Clergy outlawed.

Freed from danger on the side of Scotland, Edward was now at liberty to turn his attention towards France. But his late exertions had caused great expenditure, to which had been added the subsidies by which he had been compelled to purchase the alliance of the Princes on the north-east of France. To meet this necessity, a Parliament was summoned at Bury St. Edmunds, at which the Barons and Commons gave fresh grants. But the clergy, driven to extremity by the King’s late demands upon them, found themselves in a position to refuse. Benedict of Gaita had lately been elected Pope, under the title of Boniface VIII., and had at once entered upon a policy resembling that of the great Popes of the twelfth century. He had issued a Bull known by the name of “Clericis Laicos,” in which he had forbidden the clergy to pay taxes to their temporal sovereign. Backed by this authority, Archbishop Winchelsea refused in the name of the clergy to make any grant to Edward. The clergy, it was said, owed allegiance to two sovereigns—the one temporal, the other spiritual. Their obedience was due first to their spiritual chief. An exemption from taxation of the Church, which had rapidly been growing enormously wealthy, would have crippled Edward’s resources. He had already accepted the principle, that all should be consulted and all pay in matters touching the advantage of all. He proceeded at once, therefore, to meet the claim in his usual legal fashion. If the clergy would not help him, he would not protect the clergy. The Chief Justice was ordered to announce publicly from the bench in Westminster Hall, that no justice would be done the clergy in the King’s Court, but would nevertheless be done to all manner of persons who had any complaint against them. Nor was this sentence of outlawry a vain one; the tenants began at once to refuse to pay their rents, the Church property was seized, and the owners could get no redress. This severe treatment induced many of the clergy to make their submission, but the Archbishop still held out.

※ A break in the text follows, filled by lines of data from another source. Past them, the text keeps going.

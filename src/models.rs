//! Core data models used throughout the harness.
//!
//! These types represent the chunks that flow through ingestion and the
//! questions, answers and verdicts that flow through a benchmark run. All of
//! them are plain values: once built they are never mutated, only replaced.

use std::fmt;
use std::str::FromStr;

use serde::{Deserialize, Serialize};

use crate::error::ConfigurationError;

/// Variation label carried by results produced from the unperturbed question.
pub const ORIGINAL_VARIATION: &str = "original";

/// One of the three indexed sources.
#[derive(Debug, Clone, Copy, PartialEq, Eq, Hash, Serialize, Deserialize)]
#[serde(rename_all = "lowercase")]
pub enum Collection {
    Docs,
    Code,
    Combined,
}

impl Collection {
    /// All collections, in benchmark order.
    pub const ALL: [Collection; 3] = [Collection::Docs, Collection::Code, Collection::Combined];

    pub fn as_str(&self) -> &'static str {
        match self {
            Collection::Docs => "docs",
            Collection::Code => "code",
            Collection::Combined => "combined",
        }
    }

    /// Name of the backing table in the SQLite store.
    pub fn table_name(&self) -> &'static str {
        match self {
            Collection::Docs => "vector_store_docs",
            Collection::Code => "vector_store_code",
            Collection::Combined => "vector_store_combined",
        }
    }

    /// Human description used in re-index output.
    pub fn description(&self) -> &'static str {
        match self {
            Collection::Docs => "Documentation (Markdown)",
            Collection::Code => "Code (tests + fixtures)",
            Collection::Combined => "Combined (docs + tests + fixtures)",
        }
    }
}

impl fmt::Display for Collection {
    fn fmt(&self, f: &mut fmt::Formatter<'_>) -> fmt::Result {
        f.write_str(self.as_str())
    }
}

impl FromStr for Collection {
    type Err = ConfigurationError;

    fn from_str(s: &str) -> Result<Self, Self::Err> {
        match s.trim().to_ascii_lowercase().as_str() {
            "docs" => Ok(Collection::Docs),
            "code" => Ok(Collection::Code),
            "combined" => Ok(Collection::Combined),
            _ => Err(ConfigurationError::UnknownCollection(s.to_string())),
        }
    }
}

/// Segmentation policy a chunk was produced with.
#[derive(Debug, Clone, Copy, PartialEq, Eq, Serialize, Deserialize)]
#[serde(rename_all = "UPPERCASE")]
pub enum ChunkKind {
    Code,
    Doc,
}

impl ChunkKind {
    pub fn as_str(&self) -> &'static str {
        match self {
            ChunkKind::Code => "CODE",
            ChunkKind::Doc => "DOC",
        }
    }
}

/// A retrievable unit of a document.
#[derive(Debug, Clone, PartialEq)]
pub struct Chunk {
    pub content: String,
    pub filename: String,
    pub chunk_index: usize,
    pub kind: ChunkKind,
    pub collection: Collection,
}

impl Chunk {
    /// Metadata row persisted alongside the chunk vector.
    pub fn metadata_json(&self, hash: &str) -> String {
        serde_json::json!({
            "filename": self.filename,
            "chunk_index": self.chunk_index,
            "type": self.kind.as_str(),
            "source": self.collection.as_str(),
            "hash": hash,
        })
        .to_string()
    }
}

/// Question category; drives the judge rubric.
#[derive(Debug, Clone, Copy, PartialEq, Eq, Hash, Serialize, Deserialize)]
#[serde(rename_all = "lowercase")]
pub enum QuestionCategory {
    Basic,
    Code,
    Advanced,
    Security,
    Testing,
    Trap,
}

impl QuestionCategory {
    pub fn as_str(&self) -> &'static str {
        match self {
            QuestionCategory::Basic => "basic",
            QuestionCategory::Code => "code",
            QuestionCategory::Advanced => "advanced",
            QuestionCategory::Security => "security",
            QuestionCategory::Testing => "testing",
            QuestionCategory::Trap => "trap",
        }
    }
}

impl fmt::Display for QuestionCategory {
    fn fmt(&self, f: &mut fmt::Formatter<'_>) -> fmt::Result {
        f.write_str(self.as_str())
    }
}

/// A catalog entry.
#[derive(Debug, Clone, PartialEq, Serialize, Deserialize)]
pub struct TestQuestion {
    pub question: String,
    pub category: QuestionCategory,
    pub expected: String,
}

impl TestQuestion {
    pub fn new(question: &str, category: QuestionCategory, expected: &str) -> Self {
        Self {
            question: question.to_string(),
            category,
            expected: expected.to_string(),
        }
    }
}

/// Answer plus verdict for one (question, source) pair.
#[derive(Debug, Clone, PartialEq)]
pub struct TestResult {
    pub response: String,
    /// Always within `0..=5`.
    pub score: u8,
    pub reason: String,
    pub time_ms: u64,
}

/// A [`TestResult`] recorded for the base question of a source, as written to
/// the append-only results log.
#[derive(Debug, Clone, PartialEq)]
pub struct SourceResult {
    pub source: Collection,
    pub question: TestQuestion,
    pub result: TestResult,
}

/// Result of one question variation, tagged with enough context to group and
/// aggregate it later.
#[derive(Debug, Clone, PartialEq)]
pub struct DetailedTestResult {
    pub source: Collection,
    pub test_suite: String,
    pub category: QuestionCategory,
    pub original_question: String,
    pub variation_type: String,
    pub variation_question: String,
    pub response: String,
    pub score: u8,
    pub reason: String,
    pub time_ms: u64,
    /// Filled in by the coherence pass; within `[-1.0, 1.0]` when present.
    pub coherence_score: Option<f64>,
}

impl DetailedTestResult {
    pub fn is_original(&self) -> bool {
        self.variation_type == ORIGINAL_VARIATION
    }

    /// A copy of this result carrying a coherence score.
    pub fn with_coherence(&self, score: f64) -> Self {
        Self {
            coherence_score: Some(score.clamp(-1.0, 1.0)),
            ..self.clone()
        }
    }
}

Barons too refuse to help Edward.

Compromise with the clergy.

Edward secures an illegal grant.

Matters thus remained till another Parliament met at Salisbury in February 1297, when, the Barons only being summoned, the King explained his plan for the war with France. He was under pledge to pay subsidies, and to bring an army to his allies in Flanders. This army he would personally command. He wished his Constable and Marshall, the Earls of Hereford and Norfolk, to take charge of a second army destined for Guienne. These two noblemen positively refused. They had learnt law from their King, and alleged as their excuse, which was evidently only a technical one, that they were only bound to follow the King in person. They then withdrew from the Assembly, which broke up, with nothing done. The King, in want of money, gave free vent to his arbitrary temper, seized the wool of his merchants, and ordered large requisitions of provisions to be made in the counties, for which, however, he promised future payment. In the following March, Winchelsea had a personal interview with the King, in which he appears to have arranged some sort of temporary compromise; for immediately afterwards a meeting of the clergy was held, in which he recommended them to act each for himself as best he could. Determined to proceed in spite of all opposition, the King summoned the whole military force of the kingdom to meet him at London on the 7th of July. There the Earls still refused to do their duty, and fresh officers were appointed in their place. The King reconciled himself with the clergy, and appointed the Archbishop one of the counsellors who were to act as advisers to his young son Edward, in whose hands he left the government. He also induced those nobles and Commons who were with him, though in no sense a Parliament, to make him a money grant. They gave him an eighth of the moveables of the barons and knights, a fifth of the cities and boroughs. This grant was given expressly for a promised confirmation of the charters. This seems to show what the real point at issue was. The King’s excessive arbitrary taxation had aroused the old feeling which had produced the baronial wars of the preceding reign. The clergy were also asked for a grant in a convocation held upon the 10th of August. It was there decided that there was good hope that leave would be given them to make a grant. On this the King acted, and ordered a levy of what amounted to a fifth on all their revenue, both temporal and spiritual.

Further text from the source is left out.